See You Soon #6: Detachment Style
On the power of suggestion, adhesive, and remembering to fuck around
Hi Friends.
A few weeks ago, right after finishing my revision, I found myself classically busy. Because of timing with deadlines, a workshop I was unexpectedly teaching, and reading favors I had agreed to, I was staring down just over 200 pages to get notes to people on, within about 3 days. I had already worked through the weekend (and would unfortunately continue to for the whole of the month; so much for finishing a draft freeing up time!). I kept making lists of things I didn’t want to forget to do, things I had really meant to do in the weeks before, but couldn’t even fathom putting on the weekly to do list with any seriousness. And instead of reading pages, or writing the emails I needed to, or reviewing lesson plans for class, any of which would have eased my feeling of being underwater, I pulled out my collage materials. My brain told me this was not a good use of my time, but I’ve gotten smart enough to ignore my brain.

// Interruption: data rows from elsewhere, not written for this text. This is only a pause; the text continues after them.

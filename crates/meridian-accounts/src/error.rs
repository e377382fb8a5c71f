use thiserror::Error;

/// Failures specific to account and group transaction processing, as
/// distinct from the lower-level table/trie failures `SigilError`
/// already covers.
#[derive(Debug, Clone, PartialEq, Eq, Error)]
pub enum AccountError {
    #[error("account {name:?} already exists")]
    DuplicateAccount { name: String },

    #[error("no account named {name:?}")]
    AccountNotFound { name: String },

    #[error("no group named {name:?}")]
    GroupNotFound { name: String },

    #[error("group {name:?} already exists")]
    DuplicateGroup { name: String },

    #[error("key is not registered to this account")]
    UnregisteredKey,

    #[error("key registration expired")]
    ExpiredKey,

    #[error("signer is not authorized for this mutation")]
    Unauthorized,

    #[error("nonce mismatch: expected {expected}, got {got}")]
    NonceMismatch { expected: u64, got: u64 },

    #[error("group {name:?} still has {remaining} member(s)")]
    GroupNotEmpty { name: String, remaining: u32 },

    #[error("self-registration must be signed by the key being registered as owner")]
    OwnerKeyMismatch,
}

impl From<AccountError> for meridian_state::SigilError {
    fn from(e: AccountError) -> Self {
        meridian_state::SigilError::other(e.to_string())
    }
}
use thiserror::Error;

/// Failure produced by a byte or JSON decoder. Byte and JSON decoding
/// failures carry a diagnostic message; collection decoders fail fast
/// with the offending element's message.
#[derive(Debug, Clone, PartialEq, Eq, Error)]
#[error("decode error: {msg}")]
pub struct DecodeError {
    pub msg: String,
}

impl DecodeError {
    pub fn new(msg: impl Into<String>) -> Self {
        Self { msg: msg.into() }
    }

    pub fn unexpected_end(what: &str) -> Self {
        Self::new(format!("unexpected end of input while decoding {what}"))
    }

    pub fn wrap(context: &str, inner: DecodeError) -> Self {
        Self::new(format!("{context}: {}", inner.msg))
    }
}
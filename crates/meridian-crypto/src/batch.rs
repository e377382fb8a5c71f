use crate::error::CryptoError;
use crate::keys::{recover, PublicKey, Signature};
use rayon::prelude::*;

/// One signature to recover and check against an optional expected
/// signer, for use with `verify_batch`.
pub struct BatchRequest {
    pub digest: [u8; 32],
    pub signature: Signature,
    pub expected_signer: Option<PublicKey>,
}

/// Recovers and checks every request in parallel. The result vector
/// preserves input order; each slot holds the recovered key on success,
/// or the reason recovery or the signer check failed.
///
/// Reference: the access-log conflict checker (`meridian-state`) and the
/// transaction pipeline both need to authenticate a block's worth of
/// transactions without serializing the recovery cost across them.
pub fn verify_batch(requests: &[BatchRequest]) -> Vec<Result<PublicKey, CryptoError>> {
    requests
        .par_iter()
        .map(|req| {
            let recovered = recover(&req.signature, &req.digest)?;
            if let Some(expected) = req.expected_signer {
                if recovered != expected {
                    return Err(CryptoError::new("recovered signer does not match expected"));
                }
            }
            Ok(recovered)
        })
        .collect()
}

#[cfg(test)]
mod tests {
    use super::*;
    use crate::hash::keccak256;
    use crate::keys::sign;
    use meridian_primitives::UInt256;

    #[test]
    fn batch_matches_sequential_recovery() {
        let privkey = UInt256::from_u64(99);
        let requests: Vec<BatchRequest> = (0..20)
            .map(|i| {
                let digest = keccak256(format!("msg-{i}").as_bytes());
                let signature = sign(&privkey, &digest).unwrap();
                BatchRequest {
                    digest,
                    signature,
                    expected_signer: None,
                }
            })
            .collect();

        let results = verify_batch(&requests);
        assert_eq!(results.len(), 20);
        assert!(results.iter().all(|r| r.is_ok()));
    }

    #[test]
    fn batch_reports_signer_mismatch() {
        let privkey = UInt256::from_u64(1);
        let other_privkey = UInt256::from_u64(2);
        let digest = keccak256(b"msg");
        let signature = sign(&privkey, &digest).unwrap();
        let other_pubkey = crate::keys::recover(&sign(&other_privkey, &digest).unwrap(), &digest).unwrap();

        let requests = vec![BatchRequest {
            digest,
            signature,
            expected_signer: Some(other_pubkey),
        }];
        let results = verify_batch(&requests);
        assert!(results[0].is_err());
    }

    #[test]
    fn empty_batch_is_vacuously_ok() {
        assert!(verify_batch(&[]).is_empty());
    }
}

Collage is fairly new to me, a hobby I started in the spring, after a bit of a joking conversation with a friend who I forced to pick an imagined artistic medium for me to work in. As a sidenote, this is a fun question to ask a friend to answer for you: what medium you’d work in in visual arts, or perhaps writing, if you do none of the above. Like, which of your friends could be sculptors or poets in another life1? When I’d asked my friend this very question, she’d said collage; I took it as an assignment (thank god she didn’t say metalwork or performance art) thinking I would just send her a little collage in the mail to continue the joke2. But once I saw how accessible and forgiving and satisfying collage was, how great it was to just fuck around with something other than words, it took hold of me, fast.

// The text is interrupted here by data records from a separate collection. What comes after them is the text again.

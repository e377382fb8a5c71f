use crate::bignat::BigNat;
use meridian_codec::{ByteDecode, ByteEncode, DecodeError};
use num_bigint::{BigInt, Sign};
use num_traits::Zero;

/// Signed arbitrary-precision integer. Encoding is sign-aware and
/// self-delimiting; the encoding of zero is unique, so positive and
/// negative zero cannot both appear.
///
/// Not an `OrderedCodec`: signed `BigInt` is excluded from the
/// ordering-preservation law, since two's-complement-style sign
/// handling would break lexicographic byte comparison.
#[derive(Clone, Debug, PartialEq, Eq, Hash)]
pub struct BigIntValue(BigInt);

const TAG_ZERO: u8 = 0x00;
const TAG_POSITIVE: u8 = 0x01;
const TAG_NEGATIVE: u8 = 0x02;

impl BigIntValue {
    pub fn zero() -> Self {
        BigIntValue(BigInt::zero())
    }

    pub fn from_i64(n: i64) -> Self {
        BigIntValue(BigInt::from(n))
    }

    pub fn from_decimal_str(s: &str) -> Result<Self, DecodeError> {
        s.parse::<BigInt>()
            .map(BigIntValue)
            .map_err(|e| DecodeError::new(format!("invalid BigInt decimal '{s}': {e}")))
    }

    pub fn to_decimal_string(&self) -> String {
        self.0.to_string()
    }

    pub fn is_negative(&self) -> bool {
        self.0.sign() == Sign::Minus
    }

    pub fn add(&self, other: &BigIntValue) -> BigIntValue {
        BigIntValue(&self.0 + &other.0)
    }

    pub fn sub(&self, other: &BigIntValue) -> BigIntValue {
        BigIntValue(&self.0 - &other.0)
    }

    pub fn mul(&self, other: &BigIntValue) -> BigIntValue {
        BigIntValue(&self.0 * &other.0)
    }

    /// Non-negative projection, used when a value that is statically
    /// known to be non-negative needs to cross into `BigNat`-typed APIs
    /// (e.g. `UInt256::from_unsigned`).
    pub fn to_biguint(&self) -> Option<num_bigint::BigUint> {
        self.0.to_biguint()
    }
}

impl ByteEncode for BigIntValue {
    fn encode(&self) -> Vec<u8> {
        if self.0.is_zero() {
            return vec![TAG_ZERO];
        }
        let (sign, magnitude) = self.0.to_bytes_be();
        let tag = match sign {
            Sign::Plus => TAG_POSITIVE,
            Sign::Minus => TAG_NEGATIVE,
            Sign::NoSign => unreachable!("zero handled above"),
        };
        let mut out = vec![tag];
        out.extend(BigNat::from_usize(magnitude.len()).encode());
        out.extend(magnitude);
        out
    }
}

impl ByteDecode for BigIntValue {
    fn decode(bytes: &[u8]) -> Result<(Self, &[u8]), DecodeError> {
        let (tag, rest) = bytes
            .split_first()
            .ok_or_else(|| DecodeError::unexpected_end("BigInt.tag"))?;
        match *tag {
            TAG_ZERO => Ok((BigIntValue::zero(), rest)),
            TAG_POSITIVE | TAG_NEGATIVE => {
                let (len, rest) = BigNat::decode(rest)?;
                let len = len
                    .to_usize()
                    .ok_or_else(|| DecodeError::new("BigInt magnitude length too large"))?;
                if rest.len() < len {
                    return Err(DecodeError::unexpected_end("BigInt.magnitude"));
                }
                if len == 0 {
                    return Err(DecodeError::new(
                        "non-zero BigInt tag must carry a non-empty magnitude",
                    ));
                }
                let (magnitude, rest) = rest.split_at(len);
                let sign = if *tag == TAG_POSITIVE {
                    Sign::Plus
                } else {
                    Sign::Minus
                };
                Ok((BigIntValue(BigInt::from_bytes_be(sign, magnitude)), rest))
            }
            other => Err(DecodeError::new(format!("invalid BigInt tag {other}"))),
        }
    }
}

#[cfg(test)]
mod tests {
    use super::*;

    fn roundtrip(n: BigIntValue) {
        let bytes = n.encode();
        let (decoded, rest) = BigIntValue::decode(&bytes).unwrap();
        assert!(rest.is_empty());
        assert_eq!(decoded, n);
    }

    #[test]
    fn zero_has_a_unique_encoding() {
        assert_eq!(BigIntValue::zero().encode(), vec![TAG_ZERO]);
        roundtrip(BigIntValue::zero());
    }

    #[test]
    fn positive_and_negative_roundtrip() {
        roundtrip(BigIntValue::from_i64(42));
        roundtrip(BigIntValue::from_i64(-42));
        roundtrip(BigIntValue::from_decimal_str("-123456789012345678901234567890").unwrap());
    }

    #[test]
    fn arithmetic() {
        let a = BigIntValue::from_i64(5);
        let b = BigIntValue::from_i64(-3);
        assert_eq!(a.add(&b), BigIntValue::from_i64(2));
        assert_eq!(a.sub(&b), BigIntValue::from_i64(8));
        assert_eq!(a.mul(&b), BigIntValue::from_i64(-15));
    }
}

It was a relief to make a thing that I didn’t have to put my whole self into, that I can’t, for now, even see much of myself in, the way I can sometimes too easily, with writing. I suspect I will; I suspect, like I tell my students, it is already there. But for now I like my detachment from the collages, the way I don’t have to use words for them (though I always title them, how can I not!). I like that they are a little crude, and not at all my best work but also the best I can do. I like that I don’t need to be amazing at collage, or sell them, or impress anyone with them, that they are not to be reviewed by anyone on Goodreads or god forbid, workshopped. They’re for me, my hands, my pleasure. That’s exceedingly rare in my life, and I’m sure in yours.